Training Data Transparency: Preparing for California’s AB 2013
The secret sauce of your AI model might have to go public. Here’s what AB 2013 requires. 📂
The Requirement
AB 2013, the Generative AI Training Data Transparency Act, mandates that developers of Generative AI systems post a high-level summary of their training data. This applies to any system made available to Californians on or after January 1, 2026.
For MedTech companies, this is particularly sensitive. Your training data—often curated clinical datasets—is a key competitive advantage. The law requires you to disclose the sources of this data, how it was processed, and whether it includes personal information or copyrighted material.
Balancing Transparency and IP
The good news is that the law asks for a "high-level summary," not a detailed line-item list. You don't need to list every patient record or every specific medical journal article.
Acceptable Disclosure: "The model was trained on de-identified MRI scans from three major US academic medical centers, licensed medical textbooks, and publicly available biomedical literature (PubMed)."
Too Vague: "The model was trained on medical data."
Too Detailed (Risky): "The model was trained on the specific patient records of Dr. Smith's clinic in Los Angeles between 2020 and 2024." (This risks re-identification and IP theft).
When to Post
The disclosure must be available on your website before the system is released to the public in California.
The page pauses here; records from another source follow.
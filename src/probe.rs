//! Readiness probing for worker processes
//!
//! A worker is ready once something is listening on its assigned port. On
//! Linux the kernel listener table also tells us which process owns the
//! socket, which lets us reject a port squatted by an unrelated process and
//! recognise workers that hand the listening socket to a child. Elsewhere
//! (or when `/proc` is unreadable) a plain TCP connect is used and the owner
//! is unknown.

use crate::error::ProbeError;
use crate::launcher::ExitWatch;
use crate::procfs;
use std::io;
use std::time::{Duration, Instant};
use tokio::net::TcpStream;
use tracing::{debug, warn};

/// Interval between readiness polls
pub const POLL_INTERVAL: Duration = Duration::from_millis(250);

/// Timeout for a single connect attempt in [`ProbeMode::Connect`]
const CONNECT_TIMEOUT: Duration = Duration::from_secs(1);

#[derive(Debug, Clone, Copy, PartialEq, Eq)]
pub enum ProbeMode {
    /// Read the kernel listener table
    ListenerTable,
    /// Connect to 127.0.0.1:port
    Connect,
}

/// Result of a single listener check
#[derive(Debug, Clone, Copy, PartialEq, Eq)]
pub struct Listening {
    pub listening: bool,
    /// Known only in [`ProbeMode::ListenerTable`], and only when the owning
    /// process is visible to us
    pub owner_pid: Option<u32>,
}

impl Listening {
    const NOT_LISTENING: Listening = Listening {
        listening: false,
        owner_pid: None,
    };
}

/// The process found listening once a worker is ready
#[derive(Debug, Clone, Copy, PartialEq, Eq)]
pub struct ReadyListener {
    pub port: u16,
    /// The worker itself, or the descendant that owns the socket
    pub pid: u32,
}

#[derive(Debug, Clone)]
pub struct ReadinessProbe {
    mode: ProbeMode,
    poll_interval: Duration,
}

impl Default for ReadinessProbe {
    fn default() -> Self {
        Self::new()
    }
}

impl ReadinessProbe {
    /// Uses the listener table when available
    pub fn new() -> Self {
        let mode = if procfs::listener_table_available() {
            ProbeMode::ListenerTable
        } else {
            ProbeMode::Connect
        };
        Self {
            mode,
            poll_interval: POLL_INTERVAL,
        }
    }

    pub fn connect_only() -> Self {
        Self {
            mode: ProbeMode::Connect,
            poll_interval: POLL_INTERVAL,
        }
    }

    pub fn with_poll_interval(mut self, interval: Duration) -> Self {
        self.poll_interval = interval;
        self
    }

    pub fn mode(&self) -> ProbeMode {
        self.mode
    }

    /// Check whether `port` has a listener. A refused connection is
    /// "not listening", never an error.
    pub async fn is_listening(&self, port: u16) -> io::Result<Listening> {
        match self.mode {
            ProbeMode::ListenerTable => {
                let table = tokio::task::spawn_blocking(move || {
                    procfs::listening_inodes(port).map(|inodes| {
                        let owner = procfs::socket_owner(&inodes);
                        (!inodes.is_empty(), owner)
                    })
                })
                .await
                .map_err(io::Error::other)?;

                match table {
                    Some((listening, owner_pid)) => Ok(Listening {
                        listening,
                        owner_pid,
                    }),
                    None => connect_check(port).await,
                }
            }
            ProbeMode::Connect => connect_check(port).await,
        }
    }

    /// Poll until `port` is listening, the worker exits, or `timeout`
    /// elapses. When `infinite_if_debugging` is set and a debugger is
    /// attached to the worker, the timeout is not enforced.
    ///
    /// A listener owned by a descendant of `expected_pid` is accepted, but
    /// the descendant can exit between discovery and the re-check made
    /// here; in that window the worker is reported as not yet ready and
    /// polling continues.
    pub async fn wait_until_ready(
        &self,
        port: u16,
        expected_pid: u32,
        mut exit: ExitWatch,
        timeout: Duration,
        infinite_if_debugging: bool,
    ) -> Result<ReadyListener, ProbeError> {
        let started = Instant::now();

        loop {
            if let Some(exited) = *exit.borrow() {
                return Err(ProbeError::ProcessExited {
                    port,
                    code: exited.code,
                });
            }

            match self.is_listening(port).await {
                Ok(found) if found.listening => {
                    if let Some(ready) = self.match_owner(port, expected_pid, found).await? {
                        debug!(port, pid = ready.pid, waited_ms = started.elapsed().as_millis() as u64, "Worker is listening");
                        return Ok(ready);
                    }
                }
                Ok(_) => {}
                Err(e) => debug!(port, error = %e, "Listener check failed"),
            }

            let unbounded = infinite_if_debugging && procfs::is_traced(expected_pid);
            if !unbounded && started.elapsed() >= timeout {
                return Err(ProbeError::NotReady {
                    port,
                    waited: started.elapsed(),
                });
            }

            tokio::select! {
                _ = tokio::time::sleep(self.poll_interval) => {}
                _ = exit.changed() => {}
            }
        }
    }

    async fn match_owner(
        &self,
        port: u16,
        expected_pid: u32,
        found: Listening,
    ) -> Result<Option<ReadyListener>, ProbeError> {
        let owner = match found.owner_pid {
            None => {
                return Ok(Some(ReadyListener {
                    port,
                    pid: expected_pid,
                }))
            }
            Some(owner) if owner == expected_pid => {
                return Ok(Some(ReadyListener { port, pid: owner }))
            }
            Some(owner) => owner,
        };

        let descendants = tokio::task::spawn_blocking(move || procfs::descendants(expected_pid))
            .await
            .unwrap_or_default();
        if !descendants.contains(&owner) {
            warn!(port, owner, expected_pid, "Port is held by an unrelated process");
            return Err(ProbeError::WrongListener { port, owner });
        }

        match self.is_listening(port).await {
            Ok(again) if again.listening && again.owner_pid == Some(owner) => {
                debug!(port, pid = owner, parent = expected_pid, "Worker child owns the listener");
                Ok(Some(ReadyListener { port, pid: owner }))
            }
            _ => Ok(None),
        }
    }
}

async fn connect_check(port: u16) -> io::Result<Listening> {
    match tokio::time::timeout(CONNECT_TIMEOUT, TcpStream::connect(("127.0.0.1", port))).await {
        Ok(Ok(_)) => Ok(Listening {
            listening: true,
            owner_pid: None,
        }),
        Ok(Err(e)) if e.kind() == io::ErrorKind::ConnectionRefused => Ok(Listening::NOT_LISTENING),
        Ok(Err(e)) => Err(e),
        Err(_) => Ok(Listening::NOT_LISTENING),
    }
}
//! The contract between a forwarding session and the server that accepted
//! the inbound request

use async_trait::async_trait;
use hyper::body::Bytes;
use std::net::SocketAddr;
use std::sync::Arc;
use tokio::io::{AsyncRead, AsyncWrite};

/// A bidirectional byte stream, used for upgraded connections
pub trait DuplexStream: AsyncRead + AsyncWrite + Send + Unpin {}

impl<T: AsyncRead + AsyncWrite + Send + Unpin> DuplexStream for T {}

pub type DisconnectCallback = Arc<dyn Fn() + Send + Sync>;

/// One inbound request and its response, as exposed by the host server.
///
/// Response methods take effect in call order. `set_status` and the header
/// setters are only meaningful before the first `write_chunk` or `flush`.
#[async_trait]
pub trait HostContext: Send + Sync {
    fn method(&self) -> &str;

    /// Path and query of the inbound request target
    fn path_and_query(&self) -> &str;

    /// Inbound headers in arrival order
    fn request_headers(&self) -> Vec<(String, String)>;

    /// First value of the named inbound header, matched case-insensitively
    fn request_header(&self, name: &str) -> Option<String> {
        self.request_headers()
            .into_iter()
            .find(|(n, _)| n.eq_ignore_ascii_case(name))
            .map(|(_, v)| v)
    }

    fn remote_addr(&self) -> Option<SocketAddr>;

    /// Whether the inbound connection is TLS
    fn is_secure(&self) -> bool;

    /// Handle of the caller's impersonation token, if the host has one
    fn auth_token_handle(&self) -> Option<u64> {
        None
    }

    /// Read the next piece of the request body. `Ok(0)` means the body is
    /// complete.
    async fn read_body(&self, buf: &mut [u8]) -> std::io::Result<usize>;

    fn set_status(&self, code: u16, reason: &str);

    /// Set a response header; with `replace` false the value is appended
    /// to any existing ones
    fn set_response_header(&self, name: &str, value: &str, replace: bool);

    fn delete_response_header(&self, name: &str);

    async fn write_chunk(&self, data: Bytes) -> std::io::Result<()>;

    /// Send the response head, if not yet sent, and any written data
    async fn flush(&self) -> std::io::Result<()>;

    /// Take over the client connection after a `101` response has been
    /// flushed
    async fn upgrade(&self) -> std::io::Result<Box<dyn DuplexStream>>;

    /// Abort the client connection
    fn reset_connection(&self);

    fn is_client_connected(&self) -> bool;

    fn register_disconnect_callback(&self, callback: DisconnectCallback);

    fn unregister_disconnect_callback(&self);

    /// Signal that the request is finished. Called exactly once.
    fn post_completion(&self);
}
For existing systems that are "substantially modified" after the effective date, you must update your disclosure.
Conclusion
Prepare your data summary now. It's a new requirement for doing business in the state. Work with your legal team to craft a disclosure that satisfies the regulator without giving away your trade secrets.
Frequently Asked Questions (FAQ)
Does this apply to models trained years ago?
Yes, if the model is still in use and available to Californians after January 1, 2026. The law has a retroactive element regarding the data used for current models.
What if I fine-tune an open-source model like Llama 3?
You are responsible for disclosing the data used for your fine-tuning. You may also need to link to the original model's transparency documentation.
Is there a penalty for non-compliance?
Yes, the California Attorney General can enforce this law. While specific fine amounts are often determined by the court, they can be substantial, and the reputational damage of being labeled "non-transparent" can be even worse.